Accession Number : ADA291219

Title :   Robust Testing of Cellular Neural Networks.

Descriptive Note : Technical rept.,

Corporate Author : TEXAS A AND M UNIV COLLEGE STATION DEPT OF ELECTRICAL ENGINEERING

Personal Author(s) : Pineda de Gyvez, Jose

PDF Url : ADA291219

Report Date : 01 FEB 1995

Pagination or Media Count : 19

Abstract : A method for detecting circuit faults within two dimensional Cellular Neural Network (CNN) arrays is presented. The need to develop robust methods for detecting faults is driven by the lack of visibility of the internal nodes in VLSI implementations of CNN arrays. The method is composed of both behavioral and parametric tests and detects faults independent of the size or topology of the CNN array. The behavioral tests reveal nodes that exhibit opened, shorted, or stuck-at a supply voltage faults. The parametric tests reveal excessive time constant mismatches, impedance mismatches and voltage offsets.
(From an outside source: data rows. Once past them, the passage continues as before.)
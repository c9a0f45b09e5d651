use std::fmt::Write as _;
use std::path::Path;

use serde::Serialize;

use crate::analysis::FileReport;
use crate::config::CONFIG_FILE;
use crate::error::Error;
use crate::grammar::SUPPORTED_EXTENSIONS;
use crate::rule::DIAGNOSTIC_ID;
use crate::types::{Diagnostic, FixStatus};

const BOLD: &str = "\x1b[1m";
const RESET: &str = "\x1b[0m";

/// Render an error as valid markdown with bold headings and print to stderr.
pub fn print_error(e: &Error) {
    let md = render_error(e);
    for line in md.lines() {
        if line.starts_with('#') {
            eprintln!("{BOLD}{line}{RESET}");
        } else {
            eprintln!("{line}");
        }
    }
}

/// Render an error as a structured markdown diagnostic.
///
/// Each variant produces a block with what happened, why, and how to fix it.
pub fn render_error(e: &Error) -> String {
    return match e {
        Error::FileNotFound { path } => format!("\
# Error: File Not Found

`{}` does not exist.
", path.display()),

        Error::FileTooLarge { file, size_bytes, max_bytes } => {
            render_file_too_large(file, *size_bytes, *max_bytes)
        },
        Error::InvalidExternType { entry, reason } => render_invalid_extern_type(entry, reason),

        Error::Io(e) => format!("\
# Error: I/O

{e}
"),

        Error::ParseFailed { file, reason } => format!("\
# Error: Parse Failed

Could not parse `{}`: {reason}
", file.display()),

        Error::TomlDe(e) => format!("\
# Error: Invalid TOML

`{CONFIG_FILE}` could not be read:

{e}
"),

        Error::UnknownRule { id } => render_unknown_rule(id),
        Error::UnsupportedLanguage { ext } => render_unsupported_language(ext),
    };
}

fn render_file_too_large(file: &Path, size_bytes: u64, max_bytes: u64) -> String {
    return format!("\
# Error: File Too Large

`{}` is {size_bytes} bytes (max {max_bytes}).

## Fix

Exclude it in `{CONFIG_FILE}`:

    exclude = [\"{}\"]
", file.display(), file.display());
}

fn render_invalid_extern_type(entry: &str, reason: &str) -> String {
    return format!("\
# Error: Invalid Extern Type

`{entry}` in `{CONFIG_FILE}` is not a usable type path: {reason}.

## Fix

Write the fully qualified name, with `+` for nested types:

    extern_types = [\"System.Console\", \"System.Environment+SpecialFolder\"]
");
}

fn render_unknown_rule(id: &str) -> String {
    return format!("\
# Error: Unknown Rule

`[rules.{id}]` in `{CONFIG_FILE}` does not name a known rule.

## Known rules

- `{DIAGNOSTIC_ID}`
");
}

fn render_unsupported_language(ext: &str) -> String {
    let mut out = format!("\
# Error: Unsupported Language

No tree-sitter grammar for `.{ext}` files.

## Supported extensions

");
    for supported in SUPPORTED_EXTENSIONS {
        let _ = writeln!(out, "- `.{supported}`");
    }
    return out;
}

/// Render findings as compiler-style lines, one per diagnostic, followed by
/// the offending source line and any fix note.
pub fn render_text(reports: &[FileReport]) -> String {
    let mut out = String::new();
    for report in reports {
        for diagnostic in &report.diagnostics {
            render_diagnostic_text(&mut out, &report.path, &report.source, diagnostic);
        }
    }
    return out;
}

fn render_diagnostic_text(out: &mut String, path: &Path, source: &str, diagnostic: &Diagnostic) {
    let span = diagnostic.span;
    let _ = writeln!(
        out,
        "{}:{}:{}: {}[{}]: {}",
        path.display(),
        span.line,
        span.column,
        diagnostic.severity.label(),
        diagnostic.rule_id,
        diagnostic.message,
    );

    let line_index = usize::try_from(span.line.saturating_sub(1)).unwrap_or(usize::MAX);
    if let Some(line) = source.lines().nth(line_index) {
        let _ = writeln!(out, "    {line}");
    }

    match &diagnostic.fix {
        FixStatus::NotRequested => {},
        FixStatus::Offered { fix } => {
            let removed = source.get(fix.span.start..fix.span.end()).unwrap_or("");
            let _ = writeln!(out, "    fix: remove `{removed}`");
        },
        FixStatus::Withheld { rejection } => {
            let _ = writeln!(out, "    fix withheld: {rejection}");
        },
    }
}

/// One line summary printed after the findings.
pub fn render_summary(reports: &[FileReport]) -> String {
    let files = reports.len();
    let findings: usize = reports.iter().map(|r| return r.diagnostics.len()).sum();
    if findings == 0 {
        return format!("No redundant qualifications in {files} files");
    }
    let affected = reports.iter().filter(|r| return !r.diagnostics.is_empty()).count();
    return format!("{findings} redundant qualifications in {affected} of {files} files");
}

#[derive(Serialize)]
struct JsonFinding<'a> {
    #[serde(flatten)]
    diagnostic: &'a Diagnostic,
    file: String,
}

/// Render findings as a JSON array, one object per diagnostic.
pub fn render_json(reports: &[FileReport]) -> String {
    let findings: Vec<JsonFinding<'_>> = reports
        .iter()
        .flat_map(|report| {
            let file = report.path.to_string_lossy().replace('\\', "/");
            return report.diagnostics.iter().map(move |diagnostic| {
                return JsonFinding {
                    diagnostic,
                    file: file.clone(),
                };
            });
        })
        .collect();

    // Plain data with string keys; serialization cannot fail.
    return serde_json::to_string_pretty(&findings).unwrap_or_default();
}

#[cfg(test)]
mod tests {
    use super::*;
    use crate::analysis::analyze_source;
    use crate::config::Config;
    use std::path::PathBuf;

    const SOURCE: &str = "\
namespace Foo.Bar { class Baz { public static void Run() { } } }
namespace App { class P { void M() { Foo.Bar.Baz.Run(); } } }
";

    fn reports(offer_fixes: bool) -> Vec<FileReport> {
        let path = PathBuf::from("src/P.cs");
        let diagnostics = analyze_source(&path, SOURCE, &Config::default(), offer_fixes).unwrap();
        vec![FileReport {
            diagnostics,
            path,
            source: SOURCE.to_string(),
        }]
    }

    #[test]
    fn text_output_is_compiler_style() {
        let text = render_text(&reports(false));
        let mut lines = text.lines();
        assert_eq!(
            lines.next(),
            Some("src/P.cs:2:38: warning[WI01001]: Type name 'Foo.Bar.Baz' is unnecessarily qualified")
        );
        assert_eq!(
            lines.next(),
            Some("    namespace App { class P { void M() { Foo.Bar.Baz.Run(); } } }")
        );
        assert_eq!(lines.next(), None);
    }

    #[test]
    fn text_output_explains_withheld_fix() {
        let text = render_text(&reports(true));
        assert!(text.contains("fix withheld: short name is not in scope"));
    }

    #[test]
    fn summary_counts_findings() {
        assert_eq!(render_summary(&reports(false)), "1 redundant qualifications in 1 of 1 files");
        assert_eq!(render_summary(&[]), "No redundant qualifications in 0 files");
    }

    #[test]
    fn json_output_carries_file_and_rule() {
        let json: serde_json::Value = serde_json::from_str(&render_json(&reports(false))).unwrap();
        let first = &json[0];
        assert_eq!(first["file"], "src/P.cs");
        assert_eq!(first["rule_id"], "WI01001");
        assert_eq!(first["argument"], "Foo.Bar.Baz");
        assert_eq!(first["severity"], "warning");
        assert_eq!(first["span"]["line"], 2);
        assert_eq!(first["fix"]["status"], "not_requested");
    }

    #[test]
    fn unknown_rule_lists_known_rules() {
        let md = render_error(&Error::UnknownRule { id: "XX0000".to_string() });
        assert!(md.starts_with("# Error: Unknown Rule"));
        assert!(md.contains("- `WI01001`"));
    }

    #[test]
    fn unsupported_language_lists_extensions() {
        let md = render_error(&Error::UnsupportedLanguage { ext: "vb".to_string() });
        assert!(md.contains("`.vb`"));
        assert!(md.contains("- `.cs`"));
    }
}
Seven fault cases are introduced into a macromodel of a voltage mode CNN array to provide insight to the usefulness of the proposed testing methodology.

Descriptors :   *IMAGE PROCESSING, *NEURAL NETS, *SUPERCOMPUTERS, COMPUTERIZED SIMULATION, PARAMETRIC ANALYSIS, COMPUTER AIDED DESIGN, REAL TIME, TWO DIMENSIONAL, CELLS, TEST METHODS, ARRAYS, VERY LARGE SCALE INTEGRATION, PROTOTYPES, VOLTAGE, NODES, TOPOLOGY, INTERNAL, VISIBILITY, BEHAVIOR, CIRCUITS, PSYCHOLOGICAL TESTS, SUPPLIES, FAULTS.

Subject Categories : Computer Hardware
      Computer Systems
      Cybernetics

Distribution Statement : APPROVED FOR PUBLIC RELEASE